What a long COVID diagnosis means when your doctor knows little more than Google

Will long COVID cause a "tsunami of devastation?" Some doctors don't believe the hype, but they do believe patients

Published June 16, 2022 4:14PM (EDT)

Coronavirus and blood cells (Getty Images)
Coronavirus and blood cells (Getty Images)

Last December, like millions of Americans, I contracted a decidedly mild case of COVID-19. Months later, when bruise-like lesions developed on my toes, I was baffled. In the media, the condition has been called "COVID toes," but it took me months to connect the dots. Many long haulers — people with post-COVID conditions — likely have yet to make the connection. 

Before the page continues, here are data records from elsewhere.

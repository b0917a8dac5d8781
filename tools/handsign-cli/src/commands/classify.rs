//! Replay a recorded frame stream through the gesture pipeline.

use std::path::PathBuf;

use anyhow::Context;
use handsign_common::clock::FrameClock;
use handsign_common::config::AppConfig;
use handsign_hand_model::{ClassificationResult, LabelTable};
use handsign_pipeline::{frame_channel, pump_source, JsonlReplaySource, PipelineCoordinator};
use serde::Serialize;

#[derive(Serialize)]
struct ResultLine<'a> {
    t: u64,
    index: usize,
    label: &'a str,
    score: f32,
}

pub async fn run(config: AppConfig, frames: PathBuf, json: bool) -> anyhow::Result<()> {
    let labels = match &config.labels {
        Some(path) => LabelTable::load(path)
            .with_context(|| format!("Failed to load labels {}", path.display()))?,
        None => LabelTable::numbered(),
    };

    let source = JsonlReplaySource::open(&frames)
        .with_context(|| format!("Failed to open frame stream {}", frames.display()))?;
    if let Some(header) = source.header() {
        tracing::info!(
            source = header.source.as_deref().unwrap_or("unknown"),
            fps = header.fps,
            "Replaying frame stream"
        );
    }

    let presenter = |r: &ClassificationResult| {
        let label = labels.label(r.index).unwrap_or("?");
        if json {
            let line = ResultLine {
                t: r.timestamp_ns,
                index: r.index,
                label,
                score: r.score,
            };
            match serde_json::to_string(&line) {
                Ok(line) => println!("{line}"),
                Err(e) => tracing::warn!(error = %e, "Cannot serialize result"),
            }
        } else {
            println!(
                "{:>10.3}s  #{:02}  {:<16} {:.4}",
                FrameClock::ns_to_secs(r.timestamp_ns),
                r.index,
                label,
                r.score
            );
        }
    };

    // Fails here, before any frame is read, when the model is unusable.
    let mut coordinator = PipelineCoordinator::from_config(&config, presenter).with_context(|| {
        format!("Failed to load gesture model {}", config.model.path.display())
    })?;

    let (tx, rx) = frame_channel(config.pipeline.backpressure);
    let pump = tokio::spawn(pump_source(
        Box::new(source),
        tx,
        config.pipeline.realtime_replay,
    ));

    coordinator.run(rx).await;
    let pumped = pump.await.context("Frame pump task failed")??;
    let stats = coordinator.shutdown();

    if !json {
        println!();
        println!("Frames:      {}", stats.frames);
        println!("  classified {}", stats.classified);
        println!("  idle       {}", stats.idle_frames);
        println!("  failed     {}", stats.failed);
        println!("  dropped    {}", pumped.dropped);
        println!(
            "Mean time:   extract {:.3} ms, classify {:.3} ms",
            stats.mean_extract_ms(),
            stats.mean_classify_ms()
        );
    }

    Ok(())
}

Medical experts now believe COVID-19 can trigger a variety of conditions colloquially referred to as long COVID. On its website, the Centers for Disease Control and Prevention (CDC) notes fatigue, trouble breathing, difficulty thinking, changes in smell and taste, and muscular pain. However, most conditions associated with long COVID are not unusual enough to be distinct.

"When people have long recovery periods or never really returned to normal, they enter into this mystery diagnosis world where the pattern doesn't fit something anyone's ever seen before," Cardiologist Dr. Harlan Krumholz told Salon in an interview. "And no one knows what to do about it."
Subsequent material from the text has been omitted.